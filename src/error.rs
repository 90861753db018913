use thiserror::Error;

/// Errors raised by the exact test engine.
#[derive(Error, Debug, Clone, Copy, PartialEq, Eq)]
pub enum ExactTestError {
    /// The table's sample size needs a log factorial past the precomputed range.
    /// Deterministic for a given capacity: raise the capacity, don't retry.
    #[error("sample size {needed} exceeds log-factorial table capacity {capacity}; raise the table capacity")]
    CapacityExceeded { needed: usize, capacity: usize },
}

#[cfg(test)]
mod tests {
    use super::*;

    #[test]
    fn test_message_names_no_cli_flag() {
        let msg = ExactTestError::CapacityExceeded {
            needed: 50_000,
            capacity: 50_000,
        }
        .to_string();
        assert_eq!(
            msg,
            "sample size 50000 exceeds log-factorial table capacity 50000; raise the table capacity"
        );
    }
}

==

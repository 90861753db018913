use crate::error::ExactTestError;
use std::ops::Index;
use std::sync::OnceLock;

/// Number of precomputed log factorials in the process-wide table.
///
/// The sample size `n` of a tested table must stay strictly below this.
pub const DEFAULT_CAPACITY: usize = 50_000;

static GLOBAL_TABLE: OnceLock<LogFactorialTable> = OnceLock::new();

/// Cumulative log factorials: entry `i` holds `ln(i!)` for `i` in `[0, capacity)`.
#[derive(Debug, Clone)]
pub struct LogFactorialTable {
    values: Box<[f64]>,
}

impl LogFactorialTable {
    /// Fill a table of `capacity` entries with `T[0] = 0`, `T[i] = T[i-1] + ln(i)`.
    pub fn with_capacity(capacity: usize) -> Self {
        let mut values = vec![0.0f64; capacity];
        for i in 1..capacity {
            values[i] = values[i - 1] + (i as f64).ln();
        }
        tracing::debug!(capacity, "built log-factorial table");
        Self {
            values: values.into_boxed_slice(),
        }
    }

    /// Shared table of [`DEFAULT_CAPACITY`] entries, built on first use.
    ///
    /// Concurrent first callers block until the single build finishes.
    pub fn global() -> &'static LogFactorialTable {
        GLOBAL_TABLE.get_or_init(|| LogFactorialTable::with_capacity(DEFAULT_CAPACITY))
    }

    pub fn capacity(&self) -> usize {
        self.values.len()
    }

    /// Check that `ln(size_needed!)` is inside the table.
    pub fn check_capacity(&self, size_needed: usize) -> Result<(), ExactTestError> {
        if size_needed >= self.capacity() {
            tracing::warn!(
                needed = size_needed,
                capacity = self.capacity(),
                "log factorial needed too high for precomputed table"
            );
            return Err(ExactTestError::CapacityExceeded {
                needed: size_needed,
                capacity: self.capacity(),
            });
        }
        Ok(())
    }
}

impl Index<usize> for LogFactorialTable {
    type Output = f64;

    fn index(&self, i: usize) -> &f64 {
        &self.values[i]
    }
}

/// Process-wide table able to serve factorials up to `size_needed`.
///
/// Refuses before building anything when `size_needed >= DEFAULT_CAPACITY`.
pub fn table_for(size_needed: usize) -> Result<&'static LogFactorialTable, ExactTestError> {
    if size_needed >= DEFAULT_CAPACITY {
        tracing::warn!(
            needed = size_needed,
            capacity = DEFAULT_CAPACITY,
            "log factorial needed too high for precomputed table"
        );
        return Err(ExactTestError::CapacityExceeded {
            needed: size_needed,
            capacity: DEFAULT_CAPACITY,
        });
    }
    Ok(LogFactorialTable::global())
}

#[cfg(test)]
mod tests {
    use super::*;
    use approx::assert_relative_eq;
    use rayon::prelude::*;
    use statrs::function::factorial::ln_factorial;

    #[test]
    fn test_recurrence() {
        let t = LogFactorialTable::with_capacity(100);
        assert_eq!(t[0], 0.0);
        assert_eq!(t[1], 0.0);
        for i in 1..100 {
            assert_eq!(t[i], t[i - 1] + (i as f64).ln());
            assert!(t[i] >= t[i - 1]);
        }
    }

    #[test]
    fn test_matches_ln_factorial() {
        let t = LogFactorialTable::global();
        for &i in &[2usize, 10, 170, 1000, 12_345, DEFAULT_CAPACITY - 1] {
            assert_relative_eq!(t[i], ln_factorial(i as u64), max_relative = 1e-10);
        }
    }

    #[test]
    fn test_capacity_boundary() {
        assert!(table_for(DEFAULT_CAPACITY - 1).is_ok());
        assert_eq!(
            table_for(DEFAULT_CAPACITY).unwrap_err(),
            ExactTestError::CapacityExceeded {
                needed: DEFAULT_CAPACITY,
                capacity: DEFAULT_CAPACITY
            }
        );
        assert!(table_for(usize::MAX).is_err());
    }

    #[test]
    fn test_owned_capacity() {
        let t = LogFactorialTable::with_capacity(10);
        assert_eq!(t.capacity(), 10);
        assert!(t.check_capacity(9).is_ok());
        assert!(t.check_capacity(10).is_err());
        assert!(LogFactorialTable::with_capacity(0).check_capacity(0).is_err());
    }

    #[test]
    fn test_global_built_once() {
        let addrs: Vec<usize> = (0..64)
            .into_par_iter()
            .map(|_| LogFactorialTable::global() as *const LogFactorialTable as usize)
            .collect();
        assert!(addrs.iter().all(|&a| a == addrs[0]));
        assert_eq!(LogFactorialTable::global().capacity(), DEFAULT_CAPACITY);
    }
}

▸ Required work: Produce only the lines from the line containing "filename src/error.rs" through the line containing "the precomputed range.", inclusive of both, exactly as they stand in the entries above.

▸ Solution for this task:
filename src/error.rs
repository 90861753db018913
use thiserror::Error;

/// Errors raised by the exact test engine.
#[derive(Error, Debug, Clone, Copy, PartialEq, Eq)]
pub enum ExactTestError {
    /// The table's sample size needs a log factorial past the precomputed range.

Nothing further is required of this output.